A KWorld TV Box 1680 EX is $60. Has some rough edges but does do what you want.


----------



## ampire (Nov 27, 2008)

tonyvdb said:


> This type of monitor makes a lousy TV due to the fact the they dont have a built in tuner and because its not a true PC monitor it is not ideal for that either, an external tuner from the PC is your best option but gets costly in a hurry there is no real cheap solution.


Explain how its not a true PC monitor?


I am thinking Ill just live with my 20 year old crt tv until I graduate then.


----------



## jackfish (Dec 27, 2006)

I have a 24" Westinghouse LCD hybrid monitor HD TV which works fine as either. I usually play 1080i upconverted DVDs on it and the picture is very good. Unlike the Asus you are looking at, mine has no speakers, but I run the audio through a stereo.

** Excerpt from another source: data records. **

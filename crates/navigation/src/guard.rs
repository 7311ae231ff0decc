//! Route guard: decides whether a page renders, waits, or redirects.

use chrono::{DateTime, Utc};
use serde::{Deserialize, Serialize};

use pymes_auth::{Decision, Requirement, SessionState};

use crate::config::GateConfig;

pub const DENIAL_MESSAGE: &str = "You do not have permission to access this page";

/// Who may reach a route.
#[derive(Debug, Clone, PartialEq, Eq, Serialize, Deserialize)]
#[serde(rename_all = "snake_case")]
pub enum RouteAccess {
    /// Reachable without a session (e.g. the login page).
    Anonymous,
    /// Requires a session; the requirement is evaluated on top of that.
    Authenticated(Requirement),
}

/// A guarded page declaration.
#[derive(Debug, Clone, PartialEq, Eq, Serialize, Deserialize)]
pub struct Route {
    pub path: String,
    pub access: RouteAccess,
    /// Overrides [`GateConfig::default_fallback`] on denial.
    #[serde(default, skip_serializing_if = "Option::is_none")]
    pub redirect_to: Option<String>,
}

impl Route {
    pub fn anonymous(path: impl Into<String>) -> Self {
        Self {
            path: path.into(),
            access: RouteAccess::Anonymous,
            redirect_to: None,
        }
    }

    pub fn protected(path: impl Into<String>, requirement: Requirement) -> Self {
        Self {
            path: path.into(),
            access: RouteAccess::Authenticated(requirement),
            redirect_to: None,
        }
    }

    pub fn redirect_to(mut self, path: impl Into<String>) -> Self {
        self.redirect_to = Some(path.into());
        self
    }
}

#[derive(Debug, Clone, Copy, PartialEq, Eq, Serialize, Deserialize)]
#[serde(rename_all = "snake_case")]
pub enum NoticeKind {
    Error,
}

/// User-facing notice carried along a redirect.
#[derive(Debug, Clone, PartialEq, Eq, Serialize, Deserialize)]
pub struct NavigationState {
    pub message: String,
    pub kind: NoticeKind,
}

#[derive(Debug, Clone, PartialEq, Eq, Serialize, Deserialize)]
pub struct Redirect {
    pub to: String,
    /// Replace the current history entry instead of pushing.
    pub replace: bool,
    #[serde(default, skip_serializing_if = "Option::is_none")]
    pub state: Option<NavigationState>,
}

impl Redirect {
    pub fn replace(to: impl Into<String>) -> Self {
        Self {
            to: to.into(),
            replace: true,
            state: None,
        }
    }

    pub fn with_state(mut self, state: NavigationState) -> Self {
        self.state = Some(state);
        self
    }
}

#[derive(Debug, Clone, PartialEq, Eq, Serialize, Deserialize)]
#[serde(tag = "outcome", rename_all = "snake_case")]
pub enum GuardOutcome {
    /// Session restoration still in flight: show a loading indicator.
    Loading,
    Render,
    Redirect(Redirect),
}

impl GuardOutcome {
    pub fn redirect(&self) -> Option<&Redirect> {
        match self {
            GuardOutcome::Redirect(r) => Some(r),
            _ => None,
        }
    }
}

/// Stateless route guard. Never touches the session; only decides navigation.
#[derive(Debug, Clone, Default)]
pub struct RouteGuard {
    config: GateConfig,
}

impl RouteGuard {
    pub fn new(config: GateConfig) -> Self {
        Self { config }
    }

    /// Decide what happens when `route` is visited at `now`.
    ///
    /// A session whose validity window has closed counts as no session.
    pub fn check(
        &self,
        route: &Route,
        state: &SessionState,
        now: DateTime<Utc>,
    ) -> GuardOutcome {
        let requirement = match &route.access {
            RouteAccess::Anonymous => return GuardOutcome::Render,
            RouteAccess::Authenticated(requirement) => requirement,
        };

        let session = match state {
            SessionState::Loading => return GuardOutcome::Loading,
            SessionState::Unauthenticated => {
                tracing::debug!(path = %route.path, "no session; redirecting to login");
                return GuardOutcome::Redirect(Redirect::replace(&self.config.auth_path));
            }
            SessionState::Authenticated(session) => session,
        };

        if let Err(e) = session.validate(now) {
            tracing::debug!(
                path = %route.path,
                reason = %e,
                "session expired; redirecting to login"
            );
            return GuardOutcome::Redirect(Redirect::replace(&self.config.auth_path));
        }

        // Routes only need a session when they declare nothing more.
        match requirement.evaluate(&session.permissions) {
            Decision::Granted | Decision::Undeclared => GuardOutcome::Render,
            Decision::Denied => {
                let to = route
                    .redirect_to
                    .as_deref()
                    .unwrap_or(&self.config.default_fallback);

                tracing::debug!(
                    path = %route.path,
                    user_id = session.identity.user_id,
                    missing = ?requirement.missing(&session.permissions),
                    redirect = to,
                    "route denied"
                );

                GuardOutcome::Redirect(Redirect::replace(to).with_state(NavigationState {
                    message: DENIAL_MESSAGE.to_string(),
                    kind: NoticeKind::Error,
                }))
            }
        }
    }
}
use chrono::{DateTime, Utc};
use serde::{Deserialize, Serialize};

use crate::claims::{SessionWindowError, validate_session_window};
use crate::{Permission, PermissionSet};

/// Authenticated identity as reported by the backend.
#[derive(Debug, Clone, PartialEq, Eq, Serialize, Deserialize)]
pub struct Identity {
    pub user_id: i64,
    pub name: String,
    /// Role label for display; authorization never looks at it.
    pub role: String,
    #[serde(default, skip_serializing_if = "Option::is_none")]
    pub email: Option<String>,
}

/// Bearer token issued at login. Never printed in full.
#[derive(Clone, PartialEq, Eq, Serialize, Deserialize)]
#[serde(transparent)]
pub struct AuthToken(String);

impl AuthToken {
    pub fn new(token: impl Into<String>) -> Self {
        Self(token.into())
    }

    pub fn as_str(&self) -> &str {
        &self.0
    }

    pub fn is_empty(&self) -> bool {
        self.0.trim().is_empty()
    }
}

impl core::fmt::Debug for AuthToken {
    fn fmt(&self, f: &mut core::fmt::Formatter<'_>) -> core::fmt::Result {
        f.write_str("AuthToken(***)")
    }
}

/// An authenticated session: who, what they may do, and how to prove it.
#[derive(Debug, Clone, PartialEq, Eq, Serialize, Deserialize)]
pub struct Session {
    pub identity: Identity,
    pub permissions: PermissionSet,
    pub token: AuthToken,
    #[serde(default, skip_serializing_if = "Option::is_none")]
    pub issued_at: Option<DateTime<Utc>>,
    #[serde(default, skip_serializing_if = "Option::is_none")]
    pub expires_at: Option<DateTime<Utc>>,
}

impl Session {
    pub fn new(identity: Identity, permissions: PermissionSet, token: AuthToken) -> Self {
        Self {
            identity,
            permissions,
            token,
            issued_at: None,
            expires_at: None,
        }
    }

    pub fn with_window(
        mut self,
        issued_at: Option<DateTime<Utc>>,
        expires_at: Option<DateTime<Utc>>,
    ) -> Self {
        self.issued_at = issued_at;
        self.expires_at = expires_at;
        self
    }

    pub fn validate(&self, now: DateTime<Utc>) -> Result<(), SessionWindowError> {
        validate_session_window(self.issued_at, self.expires_at, now)
    }

    pub fn has(&self, permission: &Permission) -> bool {
        crate::has(&self.permissions, permission)
    }
}

/// Session lifecycle as observed by guards and gates.
#[derive(Debug, Clone, PartialEq, Eq, Default)]
pub enum SessionState {
    /// Persisted credentials have not been read yet.
    #[default]
    Loading,
    Unauthenticated,
    Authenticated(Session),
}

impl SessionState {
    pub fn is_loading(&self) -> bool {
        matches!(self, SessionState::Loading)
    }

    pub fn is_authenticated(&self) -> bool {
        matches!(self, SessionState::Authenticated(_))
    }

    pub fn session(&self) -> Option<&Session> {
        match self {
            SessionState::Authenticated(session) => Some(session),
            _ => None,
        }
    }

    /// Granted permissions; empty unless authenticated.
    pub fn permissions(&self) -> PermissionSet {
        self.session()
            .map(|s| s.permissions.clone())
            .unwrap_or_default()
    }
}

#[cfg(test)]
mod tests {
    use super::*;
    use crate::catalog::{INVENTARIO_AJUSTAR, INVENTARIO_LEER};

    fn session() -> Session {
        Session::new(
            Identity {
                user_id: 7,
                name: "Marta Ruiz".to_string(),
                role: "Bodeguero".to_string(),
                email: None,
            },
            PermissionSet::from_granted(["INVENTARIO_LEER"]),
            AuthToken::new("tok-123"),
        )
    }

    #[test]
    fn token_is_redacted_in_debug() {
        let rendered = format!("{:?}", session());
        assert!(!rendered.contains("tok-123"));
        assert!(rendered.contains("AuthToken(***)"));
    }

    #[test]
    fn state_exposes_permissions_only_when_authenticated() {
        assert!(SessionState::Loading.permissions().is_empty());
        assert!(SessionState::Unauthenticated.permissions().is_empty());

        let state = SessionState::Authenticated(session());
        assert!(state.permissions().contains("INVENTARIO_LEER"));
        assert!(state.session().unwrap().has(&INVENTARIO_LEER));
        assert!(!state.session().unwrap().has(&INVENTARIO_AJUSTAR));
    }
}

A KWorld TV Box 1680 EX would allow you to access your cable TV signal and play it through the Asus VH242H.


----------



## tonyvdb (Sep 5, 2007)

ampire said:


> Explain how its not a true PC monitor?
> 
> 
> I am thinking Ill just live with my 20 year old crt tv until I graduate then.


LCD TVs do not scale video well and thus if you using it for anything other than its native resolution (1920×1080) your not going to get a very nice picture, PCs usually dont support this setting right out of the box as its a 16x9 display so there will be some scaling or the image will have black bars on the sides in order to fit when using it as a PC monitor.
PC monitors work well for PCs and TV monitors are ok for TV but only at its native resolution.


----------



## ampire (Nov 27, 2008)

tonyvdb said:


> LCD TVs do not scale video well and thus if you using it for anything other than its native resolution (1920×1080) your not going to get a very nice picture, PCs usually dont support this setting right out of the box as its a 16x9 display so there will be some scaling or the image will have black bars on the sides in order to fit when using it as a PC monitor.
> PC monitors work well for PCs and TV monitors are ok for TV but only at its native resolution.


Thats too bad because my dell laptop supports 1920x1080 and its a basic 2 year old latitude. Looks great on this monitor.


----------